NasSirun PurwOkartun dalam acara Bedah Buku Babad Banyumas di Gramedia Gelora Indah Purwokerto (Dok. Pribadi)
Purwokerto—Antusiasme terhadap sejarah lokal Banyumas kembali tersulut. Bertempat di Gramedia Gelora Indah Purwokerto, acara bedah buku “Babad Banyumas” sukses menjadi magnet bagi berbagai kalangan, mulai dari pelajar hingga pegiat literasi, yang menunjukkan tingginya kepedulian masyarakat terhadap warisan naskah kuno dan budaya daerah.
Acara yang merupakan bagian dari rangkaian program “Semesta Buku” ini digelar pada Sabtu, 1 November 2025. Buku yang dibedah, Babad Banyumas, adalah naskah sejarah penting yang berisi peristiwa-peristiwa penting di wilayah Banyumas, termasuk silsilah para bupati daerah tersebut. Sesi bedah buku tersebut secara khusus menghadirkan NasSirun PurwOkartun, seorang penulis sekaligus peneliti naskah lokal.
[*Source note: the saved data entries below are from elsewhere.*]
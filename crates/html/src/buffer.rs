//! The escaping buffer: literal markup interleaved with pending values.
//!
//! Layout:
//! - `frontier` is the open literal slice; every synchronous write lands
//!   there.
//! - `sealed` holds closed literals and pending values, newest at the front.
//!   Opening a pending value seals the frontier, pushes it and then the
//!   pending value onto the front, and starts a fresh frontier.
//!
//! Invariants:
//! - Walking `sealed` from the back and finishing with `frontier` yields
//!   document order, whatever order the pending values settle in.
//! - Text pushed through `push_escaped` is escaped exactly once; safe
//!   strings are copied verbatim with their callbacks.

use crate::context::RenderContext;
use crate::error::RenderResult;
use crate::escape::escape_to_buffer;
use crate::node::PendingNode;
use crate::safe::SafeString;
use futures::future::{LocalBoxFuture, try_join_all};
use std::collections::VecDeque;
use std::fmt;

enum Segment {
    Literal(SafeString),
    Pending(PendingNode),
}

#[derive(Default)]
pub struct StringBuffer {
    frontier: SafeString,
    sealed: VecDeque<Segment>,
}

impl StringBuffer {
    pub fn new() -> Self {
        Self::default()
    }

    /// Append trusted markup.
    pub fn push_str(&mut self, text: &str) {
        self.frontier.text_mut().push_str(text);
    }

    pub fn push_escaped(&mut self, text: &str) {
        escape_to_buffer(text, self.frontier.text_mut());
    }

    pub fn push_safe(&mut self, safe: SafeString) {
        self.frontier.append(safe);
    }

    /// Queue `pending` behind the current frontier and open a new one.
    pub fn push_pending(&mut self, pending: PendingNode) {
        let sealed = std::mem::take(&mut self.frontier);
        self.sealed.push_front(Segment::Literal(sealed));
        self.sealed.push_front(Segment::Pending(pending));
        log::trace!(
            target: "html.buffer",
            "opened frontier; pending={}",
            self.pending_count()
        );
    }

    pub fn pending_count(&self) -> usize {
        self.sealed
            .iter()
            .filter(|segment| matches!(segment, Segment::Pending(_)))
            .count()
    }

    pub fn is_ready(&self) -> bool {
        self.pending_count() == 0
    }

    /// The whole buffer as one safe string, if nothing is pending.
    pub fn into_ready(self) -> Result<SafeString, Self> {
        if !self.is_ready() {
            return Err(self);
        }
        let StringBuffer {
            frontier,
            mut sealed,
        } = self;
        let mut out = SafeString::default();
        while let Some(segment) = sealed.pop_back() {
            if let Segment::Literal(text) = segment {
                out.append(text);
            }
        }
        out.append(frontier);
        Ok(out)
    }

    /// Split into the leading literal and, for each pending value in
    /// document order, the value plus the literal that follows it.
    pub(crate) fn into_slots(self) -> (SafeString, Vec<(PendingNode, SafeString)>) {
        let StringBuffer {
            frontier,
            mut sealed,
        } = self;
        let mut lead = SafeString::default();
        let mut slots: Vec<(PendingNode, SafeString)> = Vec::new();
        let literals = std::iter::from_fn(|| sealed.pop_back()).chain(std::iter::once(
            Segment::Literal(frontier),
        ));
        for segment in literals {
            match segment {
                Segment::Pending(pending) => slots.push((pending, SafeString::default())),
                Segment::Literal(text) => match slots.last_mut() {
                    Some((_, tail)) => tail.append(text),
                    None => lead.append(text),
                },
            }
        }
        (lead, slots)
    }

    /// Await every pending value and merge the results by position.
    ///
    /// A settled node is serialized with the usual child rules, so text is
    /// escaped, safe strings keep their callbacks and nested pending values
    /// are resolved recursively.
    pub fn resolve(self, cx: &RenderContext) -> LocalBoxFuture<'_, RenderResult<SafeString>> {
        Box::pin(async move {
            let buffer = match self.into_ready() {
                Ok(ready) => return Ok(ready),
                Err(buffer) => buffer,
            };
            let StringBuffer {
                frontier,
                mut sealed,
            } = buffer;

            let mut order = Vec::with_capacity(sealed.len());
            let mut pending = Vec::new();
            while let Some(segment) = sealed.pop_back() {
                match segment {
                    Segment::Literal(text) => order.push(Some(text)),
                    Segment::Pending(value) => {
                        order.push(None);
                        pending.push(value.into_future());
                    }
                }
            }
            log::trace!(target: "html.buffer", "resolving {} pending values", pending.len());
            let mut settled = try_join_all(pending).await?.into_iter();

            let mut out = SafeString::default();
            for part in order {
                match part {
                    Some(text) => out.append(text),
                    None => {
                        let Some(node) = settled.next() else {
                            continue;
                        };
                        let nested = node.render(cx)?;
                        out.append(nested.resolve(cx).await?);
                    }
                }
            }
            out.append(frontier);
            Ok(out)
        })
    }
}

impl fmt::Debug for StringBuffer {
    fn fmt(&self, f: &mut fmt::Formatter<'_>) -> fmt::Result {
        f.debug_struct("StringBuffer")
            .field("frontier", &self.frontier)
            .field("sealed", &self.sealed.len())
            .field("pending", &self.pending_count())
            .finish()
    }
}

#[cfg(test)]
mod tests {
    use super::*;
    use crate::error::RenderError;
    use crate::node::Node;
    use futures::channel::oneshot;
    use futures::executor::LocalPool;
    use futures::task::LocalSpawnExt;
    use std::cell::RefCell;
    use std::rc::Rc;
    use tools::rng::LcgRng;

    const DEFAULT_SEEDS: usize = 64;

    fn seed_count() -> usize {
        if let Ok(value) = std::env::var("RIVULET_PERMUTATION_SEEDS")
            && let Ok(parsed) = value.parse::<usize>()
            && parsed > 0
        {
            return parsed;
        }
        DEFAULT_SEEDS
    }

    fn oneshot_pending() -> (oneshot::Sender<Node>, PendingNode) {
        let (tx, rx) = oneshot::channel::<Node>();
        let pending = PendingNode::new(async move {
            rx.await.map_err(|_| RenderError::child("sender dropped"))
        });
        (tx, pending)
    }

    #[test]
    fn ready_buffer_concatenates_in_order() {
        let mut buf = StringBuffer::new();
        buf.push_str("<p>");
        buf.push_escaped("a & b");
        buf.push_safe(SafeString::new("<br/>"));
        buf.push_str("</p>");
        assert!(buf.is_ready());
        let out = buf.into_ready().unwrap();
        assert_eq!(out, "<p>a &amp; b<br/></p>");
    }

    #[test]
    fn frontier_is_sealed_behind_pending_value() {
        let mut buf = StringBuffer::new();
        buf.push_str("a");
        buf.push_pending(PendingNode::ready(Node::text("b")));
        buf.push_str("c");
        assert_eq!(buf.pending_count(), 1);
        assert!(matches!(buf.sealed.front(), Some(Segment::Pending(_))));
        assert!(matches!(buf.sealed.back(), Some(Segment::Literal(_))));
        assert_eq!(buf.frontier, "c");
    }

    #[test]
    fn into_slots_pairs_pending_values_with_following_literal() {
        let mut buf = StringBuffer::new();
        buf.push_str("head");
        buf.push_pending(PendingNode::ready(Node::text("x")));
        buf.push_str("mid");
        buf.push_pending(PendingNode::ready(Node::text("y")));
        buf.push_pending(PendingNode::ready(Node::text("z")));
        buf.push_str("tail");

        let (lead, slots) = buf.into_slots();
        assert_eq!(lead, "head");
        let tails: Vec<String> = slots
            .into_iter()
            .map(|(_, tail)| tail.into_string())
            .collect();
        assert_eq!(tails, vec!["mid", "", "tail"]);
    }

    #[test]
    fn resolve_escapes_text_and_keeps_safe_values() {
        let cx = RenderContext::default();
        let mut buf = StringBuffer::new();
        buf.push_str("<p>");
        buf.push_pending(PendingNode::ready(Node::text("<x>")));
        buf.push_pending(PendingNode::ready(Node::Safe(SafeString::new("<y/>"))));
        buf.push_pending(PendingNode::ready(Node::Number(3.0)));
        buf.push_str("</p>");
        let out = pollster::block_on(buf.resolve(&cx)).unwrap();
        assert_eq!(out, "<p>&lt;x&gt;<y/>3</p>");
    }

    #[test]
    fn nested_pending_values_resolve_in_place() {
        let cx = RenderContext::default();
        let inner = Node::fragment(vec![
            Node::text("1"),
            Node::Pending(PendingNode::ready(Node::text("2"))),
            Node::text("3"),
        ]);
        let mut buf = StringBuffer::new();
        buf.push_str("[");
        buf.push_pending(PendingNode::ready(inner));
        buf.push_str("]");
        let out = pollster::block_on(buf.resolve(&cx)).unwrap();
        assert_eq!(out, "[123]");
    }

    #[test]
    fn rejected_value_fails_resolution() {
        let cx = RenderContext::default();
        let mut buf = StringBuffer::new();
        buf.push_pending(PendingNode::new(async { Err(RenderError::child("boom")) }));
        let err = pollster::block_on(buf.resolve(&cx)).unwrap_err();
        assert_eq!(err, RenderError::child("boom"));
    }

    #[test]
    fn settlement_order_does_not_change_output() {
        const N: usize = 6;
        let mut expected = None;
        let mut rng = LcgRng::new(0x5eed);

        for _ in 0..seed_count() {
            let mut pool = LocalPool::new();
            let mut senders = Vec::with_capacity(N);
            let mut buf = StringBuffer::new();
            for i in 0..N {
                buf.push_str(&format!("<i{i}>"));
                let (tx, pending) = oneshot_pending();
                senders.push(Some(tx));
                buf.push_pending(pending);
            }
            buf.push_str("<end>");

            let out = Rc::new(RefCell::new(None));
            let slot = out.clone();
            pool.spawner()
                .spawn_local(async move {
                    let cx = RenderContext::default();
                    *slot.borrow_mut() = Some(buf.resolve(&cx).await);
                })
                .unwrap();
            pool.run_until_stalled();

            for i in rng.permutation(N) {
                let tx = senders[i].take().unwrap();
                tx.send(Node::text(format!("v{i}&"))).unwrap();
                pool.run_until_stalled();
            }

            let text = out.borrow_mut().take().unwrap().unwrap().into_string();
            match &expected {
                None => expected = Some(text),
                Some(first) => assert_eq!(&text, first),
            }
        }
        assert_eq!(
            expected.unwrap(),
            "<i0>v0&amp;<i1>v1&amp;<i2>v2&amp;<i3>v3&amp;<i4>v4&amp;<i5>v5&amp;<end>"
        );
    }
}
Sosok yang akrab disapa Kang Nass ini memiliki nama asli Nassirun Wijaya dan dikenal sebagai kartunis serta penulis lokal kelahiran Purwokerto dengan kegemaran utama menggambar kartun (sumber: nassirunpurwokartun.wordpress.com). Kehadirannya memberikan kekayaan perspektif baru dalam pembahasan babad tersebut.
Sri, peserta asal Majenang, mengatakan hadir karena ingin mengetahui sejarah daerahnya. “Saya ingin tahu sejarah dan budaya Banyumas. Walaupun dari Majenang, saya merasa masih satu jalur. Acara seperti ini penting supaya generasi muda tahu asal-usulnya,” ujarnya dalam wawancara (1/11/2025).
Dalam sesi diskusi, NasSirun menjelaskan proses penelitiannya terhadap naskah Babad Banyumas. Ia menyebut telah mengumpulkan naskah lama yang tersebar di berbagai tempat. Beberapa di antaranya adalah naskah tulisan tangan seperti Babad Banyumas Mertadirejan dan Wirjaatmadjan, yang kemudian dialihaksarakan dari huruf latin Jawa dan ke bahasa Indonesia.
“Saya pulang ke Banyumas karena merasa harus menekuni Babad Banyumas. Saya ingin bertemu dengan orang-orang yang peduli sejarah Banyumas,” katanya. NasSirun juga menyampaikan bahwa ia menulis versi cerita anak dari Babad Banyumas agar bisa dibaca anak-anak dan orang tua.
Sri menilai acara ini memberi pengetahuan baru. “Banyak hal menarik yang saya dapat. Buku seperti Babad Banyumas penting untuk menjaga identitas. Negara bisa tetap ada kalau sejarahnya dikenal warganya,” ujarnya. Ia berharap kegiatan seperti ini terus diselenggarakan dan bisa menjangkau generasi muda.
Acara berlangsung dengan paparan penulis dan diskusi terbuka. Suasana cukup interaktif, dengan beberapa peserta ikut mengajukan pertanyaan seputar sejarah Banyumas hingga pelestarian kebudayaan lokal.
Menutup acara, NasSirun menyampaikan bahwa membaca Babad Banyumas merupakan salah satu cara mengenal dan merawat tanah kelahiran. Acara ini pun menjadi pengingat sederhana bahwa sejarah dan budaya dapat terus hidup, selama masih ada yang mau membaca, mendengar, dan merawatnya.